#### Exercise requirements:
Give back exactly the stretch of data below from the line holding "of substring lookups." through the line holding "pub fn files(&self)", both ends included, and leave the remaining lines out.

#### Stored data entries:
Segment Open

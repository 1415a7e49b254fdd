use serde::{Deserialize, Serialize};
use std::collections::BTreeMap;
use std::fmt;

use super::matching::{basename, contains_fragment};
use crate::utils::{CdnjsError, Result};

/// A single asset of a resolved library
#[derive(Debug, Clone, PartialEq, Eq, Serialize, Deserialize)]
pub struct FileEntry {
    /// Fully-qualified CDN URL
    #[serde(rename = "cdn")]
    pub remote_url: String,
    /// Public URL of the mirrored copy, once downloaded
    #[serde(rename = "uri")]
    pub local_url: Option<String>,
}

impl FileEntry {
    /// Entry that has not been mirrored yet
    pub fn remote(remote_url: impl Into<String>) -> Self {
        Self {
            remote_url: remote_url.into(),
            local_url: None,
        }
    }
}

/// Persisted shape of one release: `{default, files}`
#[derive(Debug, Clone, PartialEq, Eq, Serialize, Deserialize)]
pub struct Release {
    pub default: String,
    pub files: BTreeMap<String, FileEntry>,
}

/// One library resolved at one version
///
/// Files are keyed by their clean filename and iterate in lexicographic
/// order, which fixes the result of substring lookups.
#[derive(Debug, Clone, PartialEq, Eq)]
pub struct LibraryRecord {
    name: String,
    version: String,
    default_file: String,
    files: BTreeMap<String, FileEntry>,
    keywords: Vec<String>,
}

impl LibraryRecord {
    /// Create an empty record; `default_file` is reduced to its basename
    pub fn new(
        name: impl Into<String>,
        version: impl Into<String>,
        default_file: &str,
        keywords: Vec<String>,
    ) -> Self {
        Self {
            name: name.into(),
            version: version.into(),
            default_file: basename(default_file).to_string(),
            files: BTreeMap::new(),
            keywords,
        }
    }

    /// Rebuild a record from its persisted release, validating every file
    pub fn from_release(
        name: impl Into<String>,
        version: impl Into<String>,
        release: Release,
        keywords: Vec<String>,
    ) -> Result<Self> {
        let mut record = Self::new(name, version, &release.default, keywords);
        for (file_name, entry) in release.files {
            record.insert_file(file_name, entry)?;
        }
        Ok(record)
    }

    pub fn name(&self) -> &str {
        &self.name
    }

    pub fn version(&self) -> &str {
        &self.version
    }

    pub fn default_file(&self) -> &str {
        &self.default_file
    }

    pub fn keywords(&self) -> &[String] {
        &self.keywords
    }

    pub fn files(&self) -> &BTreeMap<String, FileEntry> {
        &self.files
    }

    /// A record is usable only if it carries at least one file
    pub fn is_valid(&self) -> bool {
        !self.files.is_empty()
    }

    /// Fuzzy match on name or keywords, exact match on version when given
    pub fn matches(&self, name: &str, version: Option<&str>) -> bool {
        let name_matches = contains_fragment(self.keywords.iter().map(String::as_str), name)
            || self.name.contains(name);

        name_matches && version.map_or(true, |v| v == self.version)
    }

    /// True if any clean filename contains `fragment`
    pub fn contains_file(&self, fragment: &str) -> bool {
        contains_fragment(self.files.keys().map(String::as_str), fragment)
    }

    /// First file whose clean filename contains `fragment`
    pub fn find_file(&self, fragment: &str) -> Result<(&str, &FileEntry)> {
        self.files
            .iter()
            .find(|(file_name, _)| file_name.contains(fragment))
            .map(|(file_name, entry)| (file_name.as_str(), entry))
            .ok_or_else(|| CdnjsError::FileNotFound {
                file: fragment.to_string(),
                library: self.name.clone(),
            })
    }

    /// URL of the first file matching `fragment`
    ///
    /// With `prefer_local` the mirrored URL is returned; an entry that has
    /// not been mirrored falls back to its CDN URL.
    pub fn file_url(&self, fragment: &str, prefer_local: bool) -> Result<&str> {
        let (_, entry) = self.find_file(fragment)?;
        match (&entry.local_url, prefer_local) {
            (Some(local), true) => Ok(local.as_str()),
            _ => Ok(entry.remote_url.as_str()),
        }
    }

    /// Validated insertion; replaces any entry with the same filename
    pub fn insert_file(&mut self, file_name: impl Into<String>, entry: FileEntry) -> Result<()> {
        let file_name = file_name.into();

        let bad_name = file_name.is_empty() || file_name.contains('/');
        let bad_urls = entry.remote_url.is_empty()
            || entry.local_url.as_deref().is_some_and(str::is_empty);
        if bad_name || bad_urls {
            return Err(CdnjsError::InvalidFile(file_name));
        }

        self.files.insert(file_name, entry);
        Ok(())
    }

    /// Persisted `{default, files}` value for this release
    pub fn release(&self) -> Release {
        Release {
            default: self.default_file.clone(),
            files: self.files.clone(),
        }
    }
}

impl fmt::Display for LibraryRecord {
    fn fmt(&self, f: &mut fmt::Formatter<'_>) -> fmt::Result {
        write!(f, "<{}/{}>", self.name, self.version)
    }
}

#[cfg(test)]
mod tests {
    use super::*;

    fn jquery() -> LibraryRecord {
        let mut record = LibraryRecord::new(
            "jquery",
            "3.0.0",
            "dist/jquery.min.js",
            vec!["dom".to_string(), "ajax".to_string()],
        );
        for file in ["jquery.js", "jquery.min.js", "jquery.min.map"] {
            record
                .insert_file(
                    file,
                    FileEntry::remote(format!(
                        "https://cdnjs.cloudflare.com/ajax/libs/jquery/3.0.0/{}",
                        file
                    )),
                )
                .unwrap();
        }
        record
    }

    #[test]
    fn test_default_file_is_basename() {
        let record = jquery();
        assert_eq!(record.default_file(), "jquery.min.js");
        assert_eq!(record.to_string(), "<jquery/3.0.0>");
    }

    #[test]
    fn test_matches() {
        let record = jquery();

        assert!(record.matches("jquery", None));
        assert!(record.matches("quer", Some("3.0.0")));
        assert!(record.matches("aja", None)); // keyword hit
        assert!(!record.matches("jquery", Some("2.2.4")));
        assert!(!record.matches("react", None));
    }

    #[test]
    fn test_matches_own_name_without_keywords() {
        let record = LibraryRecord::new("lodash", "4.17.21", "lodash.js", Vec::new());
        assert!(record.matches("lodash", None));
        assert!(record.matches("dash", Some("4.17.21")));
    }

    #[test]
    fn test_find_file_first_in_order() {
        let record = jquery();

        // "jquery.js" sorts before "jquery.min.js"
        let (name, _) = record.find_file("jquery").unwrap();
        assert_eq!(name, "jquery.js");

        let (name, _) = record.find_file("map").unwrap();
        assert_eq!(name, "jquery.min.map");

        assert!(record.contains_file("min"));
        assert!(!record.contains_file("slim"));
    }

    #[test]
    fn test_missing_file() {
        let record = jquery();
        match record.find_file("slim") {
            Err(CdnjsError::FileNotFound { file, library }) => {
                assert_eq!(file, "slim");
                assert_eq!(library, "jquery");
            }
            other => panic!("expected FileNotFound, got {:?}", other),
        }
    }

    #[test]
    fn test_file_url_prefers_local_when_mirrored() {
        let mut record = jquery();
        record
            .insert_file(
                "jquery.min.js",
                FileEntry {
                    remote_url: "https://cdnjs.cloudflare.com/ajax/libs/jquery/3.0.0/jquery.min.js"
                        .to_string(),
                    local_url: Some("/static/cdn/jquery/3.0.0/jquery.min.js".to_string()),
                },
            )
            .unwrap();

        assert_eq!(
            record.file_url("min.js", true).unwrap(),
            "/static/cdn/jquery/3.0.0/jquery.min.js"
        );
        assert_eq!(
            record.file_url("min.js", false).unwrap(),
            "https://cdnjs.cloudflare.com/ajax/libs/jquery/3.0.0/jquery.min.js"
        );
        // Not mirrored yet
        assert!(record.file_url("jquery.js", true).unwrap().starts_with("https://"));
    }

    #[test]
    fn test_insert_rejects_invalid_entries() {
        let mut record = jquery();

        assert!(matches!(
            record.insert_file("a.js", FileEntry::remote("")),
            Err(CdnjsError::InvalidFile(_))
        ));
        assert!(matches!(
            record.insert_file("dist/a.js", FileEntry::remote("https://x/a.js")),
            Err(CdnjsError::InvalidFile(_))
        ));
        assert!(matches!(
            record.insert_file(
                "a.js",
                FileEntry {
                    remote_url: "https://x/a.js".to_string(),
                    local_url: Some(String::new()),
                }
            ),
            Err(CdnjsError::InvalidFile(_))
        ));
        assert_eq!(record.files().len(), 3);
    }

    #[test]
    fn test_release_round_trip() {
        let record = jquery();
        let json = serde_json::to_string(&record.release()).unwrap();
        let release: Release = serde_json::from_str(&json).unwrap();
        let restored =
            LibraryRecord::from_release("jquery", "3.0.0", release, record.keywords().to_vec())
                .unwrap();

        assert_eq!(restored, record);
        assert!(json.contains("\"cdn\""));
        assert!(json.contains("\"uri\":null"));
    }
}
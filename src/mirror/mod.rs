/// Local asset mirroring - Gateway
mod assets;
mod downloader;

pub use assets::{subdirectory, AssetMirror, MirrorReport};
pub use downloader::{Downloader, HttpDownloader};
#[cfg(test)]
pub use downloader::MockDownloader;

Segment Closed

#### Response area:
/// order, which fixes the result of substring lookups.
#[derive(Debug, Clone, PartialEq, Eq)]
pub struct LibraryRecord {
    name: String,
    version: String,
    default_file: String,
    files: BTreeMap<String, FileEntry>,
    keywords: Vec<String>,
}

impl LibraryRecord {
    /// Create an empty record; `default_file` is reduced to its basename
    pub fn new(
        name: impl Into<String>,
        version: impl Into<String>,
        default_file: &str,
        keywords: Vec<String>,
    ) -> Self {
        Self {
            name: name.into(),
            version: version.into(),
            default_file: basename(default_file).to_string(),
            files: BTreeMap::new(),
            keywords,
        }
    }

    /// Rebuild a record from its persisted release, validating every file
    pub fn from_release(
        name: impl Into<String>,
        version: impl Into<String>,
        release: Release,
        keywords: Vec<String>,
    ) -> Result<Self> {
        let mut record = Self::new(name, version, &release.default, keywords);
        for (file_name, entry) in release.files {
            record.insert_file(file_name, entry)?;
        }
        Ok(record)
    }

    pub fn name(&self) -> &str {
        &self.name
    }

    pub fn version(&self) -> &str {
        &self.version
    }

    pub fn default_file(&self) -> &str {
        &self.default_file
    }

    pub fn keywords(&self) -> &[String] {
        &self.keywords
    }

    pub fn files(&self) -> &BTreeMap<String, FileEntry> {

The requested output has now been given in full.